New fee schedule: increases and productivity adjustments

The Medicare Physician Fee Schedule (PFS) is not routinely updated to reflect market-based cost increases, and it cannot be adjusted to do so under the proposed efficiency policy without congressional action. Under the new rule, the Centers for Medicare & Medicaid Services (CMS) applies a retrospective productivity adjustment covering the past five years, lowering physician payment rates based on assumed gains in efficiency while continuing to exclude an inflationary update — an increase that inpatient and outpatient hospital payment systems receive annually.

CMS has identified several categories of services that would be excluded from the efficiency adjustment. These include most time-based services, such as evaluation and management visits, care management codes, behavioral health services, telehealth services listed by CMS, and maternity services with a global period designated as MMM. Notably, despite CMS’s stated intent to exempt time-based services, some codes that are primarily time-driven appear on the list of affected services.

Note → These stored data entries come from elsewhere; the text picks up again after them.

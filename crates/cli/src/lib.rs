//! # mockgen command line
//!
//! Turns flags (and an optional TOML request file) into a
//! [`GenerationRequest`](mockgen_model::GenerationRequest) and hands it to the
//! [`Driver`], which walks extraction, synthesis, header injection and an
//! atomic publish of the output file.

use anyhow::Result;
use clap::Parser;

mod driver;
mod flags;

pub use driver::{write_atomically, Driver, GenerationReport, Stage};
pub use flags::Cli;

fn init_logging(cli: &Cli) {
    let mut builder =
        env_logger::Builder::from_env(env_logger::Env::default().default_filter_or("info"));
    if cli.quiet {
        builder.filter_level(log::LevelFilter::Warn);
    } else if cli.verbose {
        builder.filter_level(log::LevelFilter::Debug);
    }
    builder.target(env_logger::Target::Stderr).init();
}

/// Parse the process arguments and run one generation
pub fn main_entry() -> Result<()> {
    let cli = Cli::parse();
    init_logging(&cli);

    let request = cli.into_request()?;
    let report = Driver::new().run(&request)?;
    log::info!(
        "wrote {} mocks ({} bytes) to {}",
        report.mocks.len(),
        report.bytes,
        report.destination.display()
    );
    Ok(())
}
use crate::mock::{synthesize_mock, MockBlock};
use crate::writer::GoWriter;
use itertools::Itertools;
use mockgen_model::{
    GenerationRequest, ImportRegistry, InterfaceDescriptor, MockgenError, Result, Target,
};
use std::collections::HashSet;

/// One generated file: optional header, preamble (banner, package, imports), mocks
#[derive(Debug, Clone, PartialEq, Eq)]
pub struct GeneratedUnit {
    pub header: Option<String>,
    pub preamble: String,
    pub mocks: Vec<MockBlock>,
}

impl GeneratedUnit {
    pub fn new(preamble: impl Into<String>, mocks: Vec<MockBlock>) -> Self {
        Self {
            header: None,
            preamble: preamble.into(),
            mocks,
        }
    }

    /// Output without the header
    pub fn body(&self) -> String {
        let mut body = self.preamble.clone();
        for mock in &self.mocks {
            body.push_str(&mock.text);
        }
        body
    }

    /// Full output: header followed by body
    pub fn render(&self) -> String {
        let mut out = self.header.clone().unwrap_or_default();
        out.push_str(&self.body());
        out
    }
}

/// Text of the `// Source:` banner line
pub fn source_line(request: &GenerationRequest) -> String {
    match &request.target {
        Target::Source { .. } => request.target.describe(),
        Target::Reflect { .. } => format!(
            "{} (interfaces: {})",
            request.target.describe(),
            request.interfaces.join(", ")
        ),
    }
}

/// Build the file for `descriptors`, one mock per descriptor in the given order
pub fn synthesize(
    request: &GenerationRequest,
    descriptors: &[InterfaceDescriptor],
) -> Result<GeneratedUnit> {
    let mut mock_names = HashSet::new();
    for descriptor in descriptors {
        let mock = request.mock_name(&descriptor.name);
        if !mock_names.insert(mock.clone()) {
            return Err(MockgenError::invalid_request(format!(
                "mock name {mock} is used for more than one interface"
            )));
        }
    }

    let registry = ImportRegistry::build(
        descriptors,
        request.self_package.as_deref(),
        &request.runtime_import,
    );

    let mut w = GoWriter::new();
    w.line("// Code generated by MockGen. DO NOT EDIT.");
    w.line(format!("// Source: {}", source_line(request)));
    w.blank();
    w.line(format!(
        "// Package {} is a generated GoMock package.",
        request.package
    ));
    w.line(format!("package {}", request.package));
    w.blank();
    w.enclosed("import (", ")", |w| {
        for (path, alias) in registry.imports() {
            w.line(format!("{alias} {path:?}"));
        }
    });
    let preamble = w.finish();

    let mocks = descriptors
        .iter()
        .map(|d| synthesize_mock(d, &request.mock_name(&d.name), &registry))
        .collect_vec();

    log::debug!(
        "synthesized {} mocks with {} imports",
        mocks.len(),
        registry.len()
    );
    Ok(GeneratedUnit::new(preamble, mocks))
}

It is also important to note that a 2.5% reduction to a code’s work relative value unit (RVU) does not translate directly into a 2.5% decrease in total reimbursement. Payments under the Medicare PFS are calculated using three components: work RVUs, practice expense RVUs, and professional liability insurance RVUs. Each component is adjusted by the applicable GPCI, summed together, and then multiplied by the conversion factor to determine the final payment amount.

According to estimates from the American Medical Association, the cumulative impact of the efficiency adjustment is expected to reduce overall Medicare reimbursement by approximately 1% for most medical specialties. Moreover, this decrease must be considered in light of the 3.26% to 3.77% conversion factor update that will raise physician pay on the net. 

The FMA and many of our partners in organized medicine remain deeply concerned about the productivity adjustment and have continued to warn Congress that Medicare payments must rise significantly, at least matching the rate of inflation on an annualized basis, in order for the program to remain viable for seniors.